Start of Source data

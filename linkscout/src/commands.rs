use crate::CLAP_STYLING;
use clap::{Arg, ArgAction, arg, command};
use std::path::PathBuf;

/// Target selection and output flags shared by every run subcommand.
fn run_args(cmd: clap::Command) -> clap::Command {
    cmd.arg(
        arg!([DOMAINS] ...)
            .required(false)
            .help("Target domains or URLs (www. and scheme are stripped)"),
    )
    .arg(
        arg!(-d --"domains-file" <PATH>)
            .required(false)
            .help("Path to a newline-delimited file of target domains")
            .value_parser(clap::value_parser!(PathBuf)),
    )
    .arg(
        arg!(-f --"format" <FORMAT>)
            .required(false)
            .help("Report format: text, json")
            .value_parser(["text", "json"])
            .default_value("text"),
    )
    .arg(
        arg!(-o --"output" <PATH>)
            .required(false)
            .help("Save report to file (default: display to screen)")
            .value_parser(clap::value_parser!(PathBuf)),
    )
}

fn usize_arg(name: &'static str, help: &'static str) -> Arg {
    Arg::new(name)
        .long(name)
        .value_name("N")
        .required(false)
        .help(help)
        .value_parser(clap::value_parser!(usize))
}

pub(crate) fn command_argument_builder() -> clap::Command {
    clap::Command::new("linkscout")
        .version(env!("CARGO_PKG_VERSION"))
        .bin_name("linkscout")
        .about("Relationship discovery over backlink graphs and entity co-occurrence")
        .styles(CLAP_STYLING)
        .arg(
            arg!(-q --"quiet" "Suppress the progress spinner")
                .required(false)
                .global(true),
        )
        .arg(
            arg!(-v --"verbose" "Increase log verbosity (-v info, -vv debug)")
                .action(ArgAction::Count)
                .global(true),
        )
        .arg(
            arg!(-c --"config" <PATH>)
                .required(false)
                .global(true)
                .help("Configuration file (default: ~/.config/linkscout/config.json)")
                .value_parser(clap::value_parser!(PathBuf)),
        )
        .subcommand_required(true)
        .subcommand(
            command!("init")
                .about("Writes a default configuration file")
                .arg(
                    arg!([PATH])
                        .required(false)
                        .help("Where to write the configuration")
                        .default_value("~/.config/linkscout/config.json"),
                )
                .arg(
                    arg!(--"force")
                        .help("Overwrite an existing configuration without asking")
                        .required(false),
                ),
        )
        .subcommand(
            run_args(command!("search"))
                .about(
                    "Extract people and organizations from each domain and search for pages \
                where they appear together",
                )
                .arg(usize_arg("top-k", "Number of ranked URLs to keep per domain"))
                .arg(usize_arg(
                    "max-per-tier",
                    "Upper bound on combinations per size tier when sampling",
                ))
                .arg(
                    arg!(--"min-confidence" <SCORE>)
                        .required(false)
                        .help("Drop extracted entities below this confidence (0.0-1.0)")
                        .value_parser(clap::value_parser!(f32)),
                ),
        )
        .subcommand(
            run_args(command!("similar"))
                .about("Find domains linked by the same referrers as the target")
                .arg(usize_arg("min-shared", "Minimum number of shared referrers"))
                .arg(usize_arg("max-referrers", "Referrers of the target to examine"))
                .arg(usize_arg(
                    "max-outlinks",
                    "Outlinks to examine per referrer",
                )),
        )
        .subcommand(
            run_args(command!("colinked"))
                .about("Find domains co-promoted with the target by the same referrers")
                .arg(usize_arg("min-shared", "Minimum number of shared referrers"))
                .arg(usize_arg("max-referrers", "Referrers of the target to examine"))
                .arg(usize_arg(
                    "max-outlinks",
                    "Outlinks to examine per referrer",
                )),
        )
        .subcommand(
            run_args(command!("twice-removed"))
                .about("Find the referrers of the target's referrers")
                .arg(usize_arg("max-referrers", "First-level referrers to walk"))
                .arg(usize_arg(
                    "max-second-level",
                    "Second-level referrers to keep per first-level referrer",
                )),
        )
        .subcommand(
            run_args(command!("compare"))
                .about("Common backlinks and outlinks of two or more domains")
                .arg(usize_arg("link-cap", "Links fetched per domain and direction")),
        )
        .subcommand(
            run_args(command!("anchors"))
                .about("Anchor text and surrounding context of links pointing at the target")
                .arg(
                    arg!(-r --"referrer" <DOMAIN>)
                        .required(false)
                        .help("Only links from this referring domain"),
                )
                .arg(
                    arg!(-t --"term" <TEXT>)
                        .required(false)
                        .help("Only anchors whose text or context contains this term"),
                )
                .arg(usize_arg(
                    "context-window",
                    "Characters of context kept on each side of the anchor",
                )),
        )
}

End of Source data

§ Problem to solve
Say how many lines of the entries hold the string "output". Nothing but the number should be given.

§ Response to the exercise
2